Exercise | Say how many of the lines below include the word "ExecReqType". Only the number should be given.

[Dataset entries]
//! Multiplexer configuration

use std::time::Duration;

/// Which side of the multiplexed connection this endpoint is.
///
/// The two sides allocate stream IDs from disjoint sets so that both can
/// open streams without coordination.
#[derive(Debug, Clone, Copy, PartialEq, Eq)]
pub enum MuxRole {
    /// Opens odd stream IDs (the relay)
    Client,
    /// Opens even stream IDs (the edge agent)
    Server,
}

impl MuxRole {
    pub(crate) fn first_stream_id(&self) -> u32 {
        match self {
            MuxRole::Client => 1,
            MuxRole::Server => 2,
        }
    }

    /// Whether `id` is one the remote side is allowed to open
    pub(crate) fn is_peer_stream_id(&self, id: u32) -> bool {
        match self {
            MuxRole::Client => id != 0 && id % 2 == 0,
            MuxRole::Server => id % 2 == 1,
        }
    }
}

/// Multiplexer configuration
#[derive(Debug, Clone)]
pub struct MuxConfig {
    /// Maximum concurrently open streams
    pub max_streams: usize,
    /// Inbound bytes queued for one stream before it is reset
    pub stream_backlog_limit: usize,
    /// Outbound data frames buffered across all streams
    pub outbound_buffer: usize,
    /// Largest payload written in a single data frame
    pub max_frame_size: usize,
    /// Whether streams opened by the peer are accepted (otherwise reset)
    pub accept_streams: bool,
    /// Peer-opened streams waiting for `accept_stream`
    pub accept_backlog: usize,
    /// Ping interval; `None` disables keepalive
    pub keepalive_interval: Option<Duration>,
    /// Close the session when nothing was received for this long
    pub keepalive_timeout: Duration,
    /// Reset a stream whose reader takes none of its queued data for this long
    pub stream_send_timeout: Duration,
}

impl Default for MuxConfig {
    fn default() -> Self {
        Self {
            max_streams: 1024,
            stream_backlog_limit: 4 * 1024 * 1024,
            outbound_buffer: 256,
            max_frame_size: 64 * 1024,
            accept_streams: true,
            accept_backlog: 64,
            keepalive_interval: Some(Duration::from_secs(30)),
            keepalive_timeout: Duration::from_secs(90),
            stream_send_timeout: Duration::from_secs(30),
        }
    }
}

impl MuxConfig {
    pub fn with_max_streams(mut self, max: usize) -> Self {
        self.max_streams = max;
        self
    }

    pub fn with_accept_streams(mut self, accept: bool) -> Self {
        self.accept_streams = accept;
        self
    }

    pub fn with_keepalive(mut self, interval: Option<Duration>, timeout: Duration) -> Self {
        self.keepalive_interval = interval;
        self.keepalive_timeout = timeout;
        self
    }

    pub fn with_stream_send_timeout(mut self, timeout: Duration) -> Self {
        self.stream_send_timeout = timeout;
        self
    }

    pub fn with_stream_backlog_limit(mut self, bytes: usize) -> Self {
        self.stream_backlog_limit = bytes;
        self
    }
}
...
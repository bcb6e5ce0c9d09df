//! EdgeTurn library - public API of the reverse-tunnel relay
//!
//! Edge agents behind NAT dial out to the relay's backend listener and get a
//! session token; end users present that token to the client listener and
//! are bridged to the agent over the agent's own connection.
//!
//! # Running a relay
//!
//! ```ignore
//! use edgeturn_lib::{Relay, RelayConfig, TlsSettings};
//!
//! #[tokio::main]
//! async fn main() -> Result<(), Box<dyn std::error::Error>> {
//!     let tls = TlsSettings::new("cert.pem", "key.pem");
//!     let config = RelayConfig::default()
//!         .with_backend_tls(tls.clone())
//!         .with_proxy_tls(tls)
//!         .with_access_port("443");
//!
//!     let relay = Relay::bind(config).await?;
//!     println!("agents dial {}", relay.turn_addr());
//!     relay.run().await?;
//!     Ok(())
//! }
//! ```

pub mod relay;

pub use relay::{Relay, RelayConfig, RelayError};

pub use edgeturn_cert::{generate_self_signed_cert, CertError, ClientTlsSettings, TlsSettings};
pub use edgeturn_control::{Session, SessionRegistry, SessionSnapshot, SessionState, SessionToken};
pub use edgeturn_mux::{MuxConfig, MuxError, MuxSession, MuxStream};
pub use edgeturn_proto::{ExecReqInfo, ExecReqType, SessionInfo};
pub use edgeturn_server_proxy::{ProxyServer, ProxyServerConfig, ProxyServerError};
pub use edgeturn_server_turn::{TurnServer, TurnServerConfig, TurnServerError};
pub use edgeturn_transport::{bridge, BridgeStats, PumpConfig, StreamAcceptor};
==
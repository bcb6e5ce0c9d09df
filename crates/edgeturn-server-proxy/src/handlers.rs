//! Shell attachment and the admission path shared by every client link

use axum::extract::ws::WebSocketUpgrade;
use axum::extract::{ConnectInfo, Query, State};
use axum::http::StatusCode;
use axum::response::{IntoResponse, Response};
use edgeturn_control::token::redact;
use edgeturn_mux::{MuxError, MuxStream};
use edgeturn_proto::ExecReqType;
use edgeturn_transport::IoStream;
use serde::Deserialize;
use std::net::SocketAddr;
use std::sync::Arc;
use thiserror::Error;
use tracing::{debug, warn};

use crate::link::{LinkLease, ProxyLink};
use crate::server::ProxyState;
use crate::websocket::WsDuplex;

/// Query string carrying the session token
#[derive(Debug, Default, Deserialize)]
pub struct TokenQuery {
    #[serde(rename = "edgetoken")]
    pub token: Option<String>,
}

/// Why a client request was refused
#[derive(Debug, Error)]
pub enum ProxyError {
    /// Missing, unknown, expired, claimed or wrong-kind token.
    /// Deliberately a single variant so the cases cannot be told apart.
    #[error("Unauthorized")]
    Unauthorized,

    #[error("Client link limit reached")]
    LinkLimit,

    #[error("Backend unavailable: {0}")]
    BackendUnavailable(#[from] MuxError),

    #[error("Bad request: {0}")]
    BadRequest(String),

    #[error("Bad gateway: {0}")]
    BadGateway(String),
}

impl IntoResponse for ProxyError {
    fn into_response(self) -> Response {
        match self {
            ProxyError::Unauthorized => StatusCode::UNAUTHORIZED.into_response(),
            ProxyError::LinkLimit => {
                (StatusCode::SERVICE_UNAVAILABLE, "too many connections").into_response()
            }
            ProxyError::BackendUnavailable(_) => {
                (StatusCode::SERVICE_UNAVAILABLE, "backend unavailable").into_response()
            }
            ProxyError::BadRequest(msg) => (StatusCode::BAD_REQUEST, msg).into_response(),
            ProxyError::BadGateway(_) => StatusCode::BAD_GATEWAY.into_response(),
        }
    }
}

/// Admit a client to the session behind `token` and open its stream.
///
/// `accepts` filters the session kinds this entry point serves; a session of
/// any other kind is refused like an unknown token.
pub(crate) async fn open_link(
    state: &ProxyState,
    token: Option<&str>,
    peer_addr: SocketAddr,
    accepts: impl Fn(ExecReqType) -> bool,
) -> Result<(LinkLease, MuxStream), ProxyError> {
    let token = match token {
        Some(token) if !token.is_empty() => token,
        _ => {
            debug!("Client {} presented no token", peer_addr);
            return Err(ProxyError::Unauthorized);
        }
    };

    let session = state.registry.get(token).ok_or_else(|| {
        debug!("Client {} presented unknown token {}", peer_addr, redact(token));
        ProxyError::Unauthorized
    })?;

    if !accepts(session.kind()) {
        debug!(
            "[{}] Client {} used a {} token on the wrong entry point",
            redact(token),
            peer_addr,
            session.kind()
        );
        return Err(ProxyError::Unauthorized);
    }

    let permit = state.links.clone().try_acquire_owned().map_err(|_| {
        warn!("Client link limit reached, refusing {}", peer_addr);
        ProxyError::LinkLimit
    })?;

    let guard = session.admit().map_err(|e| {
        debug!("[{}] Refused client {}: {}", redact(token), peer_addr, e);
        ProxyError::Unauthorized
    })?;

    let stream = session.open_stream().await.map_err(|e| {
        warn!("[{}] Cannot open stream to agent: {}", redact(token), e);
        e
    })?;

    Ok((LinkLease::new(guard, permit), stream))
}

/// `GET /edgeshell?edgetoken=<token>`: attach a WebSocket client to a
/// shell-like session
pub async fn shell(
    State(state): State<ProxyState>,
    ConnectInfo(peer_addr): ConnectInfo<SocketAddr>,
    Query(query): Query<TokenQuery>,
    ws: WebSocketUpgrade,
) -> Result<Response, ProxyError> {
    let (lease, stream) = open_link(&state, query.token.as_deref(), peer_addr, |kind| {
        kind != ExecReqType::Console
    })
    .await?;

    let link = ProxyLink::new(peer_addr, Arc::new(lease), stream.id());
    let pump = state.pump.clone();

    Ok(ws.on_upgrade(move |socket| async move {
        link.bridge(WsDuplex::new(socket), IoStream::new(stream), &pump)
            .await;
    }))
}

Answer section | 4